Auch Olaf Bernau engagiert sich mit Afrique-Europe-Interact vor Ort für die Rechte von Bauern und Bäuerinnen, die z.B. von Landraub betroffen sind. Landraub bedeutet, dass Bauern und Bäuerinnen von ihren Feldern oder von ihrem Land vertrieben werden oder, dass es so strenge Regeln gibt, dass sie früher oder später ihr Land abgeben müssen. Afrique-Europe-Interact hat in Mali eine bäuerliche Basisgewerkschaft gegründet, mit deren Hilfe sich Bauern und Bäuerinnen organisieren und für ihre eigenen Rechte einsetzen können. Darüber hinaus setzt sich das Netzwerk für die Rechte von Migrantinnen und Migranten ein. Hierbei insbesondere für die, die abgeschoben wurden und in ihrem Herkunftsland mit sozialer Exklusion und mit Erniedrigungen rechnen müssen. Sie gelten als Verliererinnen und Verlierer, die es nicht geschafft haben, nach Europa zu flüchten.
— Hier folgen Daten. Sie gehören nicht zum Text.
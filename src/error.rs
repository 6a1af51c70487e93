use std::path::PathBuf;
use std::{error, fmt, io, result};

use crate::table::Mode;

/// The specific type of an error.
#[derive(Debug)]
#[non_exhaustive]
pub enum ErrorKind {
    /// Wrap a [std::io::Error].
    Io(io::Error),

    /// Wrap an error emitted by the underlying CSV tokenizer.
    Csv(csv::Error),

    /// Indicate that a source path could not be opened for reading.
    Open {
        /// Path of the offending source
        path: PathBuf,
        /// Underlying io error
        err: io::Error,
    },

    /// Indicate that a destination path could not be opened for writing.
    Sink {
        /// Path of the offending destination
        path: PathBuf,
        /// Underlying io error
        err: io::Error,
    },

    /// Indicate that a write-once piece of state (header, delimiter) was
    /// mutated after being locked.
    AlreadySet {
        /// What was mutated
        what: &'static str,
    },

    /// Indicate that an operation requiring a header ran before one was
    /// established.
    HeaderNotSet {
        /// The operation that required the header
        operation: &'static str,
    },

    /// Indicate that a header contained non-unique column names.
    DuplicateHeader {
        /// Every duplicated name, listed once
        names: Vec<String>,
    },

    /// Indicate that an alias collides with a real header column name.
    InvalidAlias {
        /// Every colliding alias, listed once
        aliases: Vec<String>,
    },

    /// Indicate a write to a column name that does not resolve.
    ColumnNotFound {
        /// The unresolved name
        name: String,
    },

    /// Indicate an integer-index access beyond the current cell count.
    IndexOutOfRange {
        /// Desired index
        index: usize,
        /// Cell count of the record
        len: usize,
    },

    /// Indicate that a strict-mode record's cell count disagrees with the
    /// header length.
    ArityMismatch {
        /// Expected number of cells
        expected: usize,
        /// Actual and incorrect number of cells observed
        len: usize,
        /// Originating source path, if known
        source: Option<PathBuf>,
    },

    /// Indicate that a table has no source file behind it.
    NoSource,

    /// Indicate that an operation was invoked while the table is in an
    /// incompatible iteration mode.
    UnsupportedInMode {
        /// The offending operation
        operation: &'static str,
        /// The table's current mode
        mode: Mode,
    },
}

/// An error occurring when reading/writing tabular CSV data.
#[derive(Debug)]
pub struct Error(ErrorKind);

impl Error {
    pub(crate) fn new(kind: ErrorKind) -> Self {
        Self(kind)
    }

    /// Return whether the wrapped error is a [`std::io::Error`].
    pub fn is_io_error(&self) -> bool {
        matches!(self.0, ErrorKind::Io(_))
    }

    /// Return a reference to the underlying [`ErrorKind`].
    pub fn kind(&self) -> &ErrorKind {
        &self.0
    }

    /// Unwraps the error into its underlying [`ErrorKind`].
    pub fn into_kind(self) -> ErrorKind {
        self.0
    }
}

impl From<io::Error> for Error {
    fn from(err: io::Error) -> Self {
        Self(ErrorKind::Io(err))
    }
}

impl From<csv::Error> for Error {
    fn from(err: csv::Error) -> Self {
        Self(ErrorKind::Csv(err))
    }
}

impl From<Error> for io::Error {
    fn from(err: Error) -> Self {
        Self::new(io::ErrorKind::Other, err)
    }
}

impl error::Error for Error {}

impl fmt::Display for Error {
    fn fmt(&self, f: &mut fmt::Formatter) -> fmt::Result {
        match &self.0 {
            ErrorKind::Io(err) => err.fmt(f),
            ErrorKind::Csv(err) => err.fmt(f),
            ErrorKind::Open { path, err } => {
                write!(f, "could not open {} for reading: {}", path.display(), err)
            }
            ErrorKind::Sink { path, err } => {
                write!(f, "could not open {} for writing: {}", path.display(), err)
            }
            ErrorKind::AlreadySet { what } => {
                write!(f, "{} has already been set", what)
            }
            ErrorKind::HeaderNotSet { operation } => {
                write!(f, "header must be set before {}", operation)
            }
            ErrorKind::DuplicateHeader { names } => {
                write!(f, "duplicate header names: {}", names.join(", "))
            }
            ErrorKind::InvalidAlias { aliases } => {
                write!(
                    f,
                    "invalid alias name(s) (alias is an existing header name): {}",
                    aliases.join(", ")
                )
            }
            ErrorKind::ColumnNotFound { name } => {
                write!(f, "column {} not found", name)
            }
            ErrorKind::IndexOutOfRange { index, len } => {
                write!(
                    f,
                    "index {} is out of bounds for a record of {} cell(s)",
                    index, len
                )
            }
            ErrorKind::ArityMismatch {
                expected,
                len,
                source: Some(path),
            } => write!(
                f,
                "expected {} data entry(s), received {} (file: {})",
                expected,
                len,
                path.display()
            ),
            ErrorKind::ArityMismatch {
                expected,
                len,
                source: None,
            } => write!(
                f,
                "expected {} data entry(s), received {} (no file set)",
                expected, len
            ),
            ErrorKind::NoSource => {
                write!(f, "table has no source file")
            }
            ErrorKind::UnsupportedInMode { operation, mode } => {
                write!(f, "{} is not supported in {} mode", operation, mode)
            }
        }
    }
}

/// A type alias for `Result<T, csv_table::Error>`.
pub type Result<T> = result::Result<T, Error>;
Afrique-Europe-Interact unterstützt Amo, eine Organisation, die ein Netzwerk von Abgeschobenen für Abgeschobene aufbaut, um ihnen zu helfen, wieder in der Herkunfts-Gesellschaft anzukommen.
Die Podiumsdiskussion kam zu der Erkenntnis, dass Bemühungen auf beiden Seiten in den EU-Afrika-Beziehungen nötig seien, um langfristig für Verbesserungen in Herkunftsländern und faire Asylverfahren sowie eine humanere Behandlung in den Aufnahmeländern zu sorgen. Stefanie Hilt betonte, dass es dabei nichts bringe, die EU für alles verantwortlich zu machen. Beide Seiten sollten für faire und humane Verhältnisse sorgen.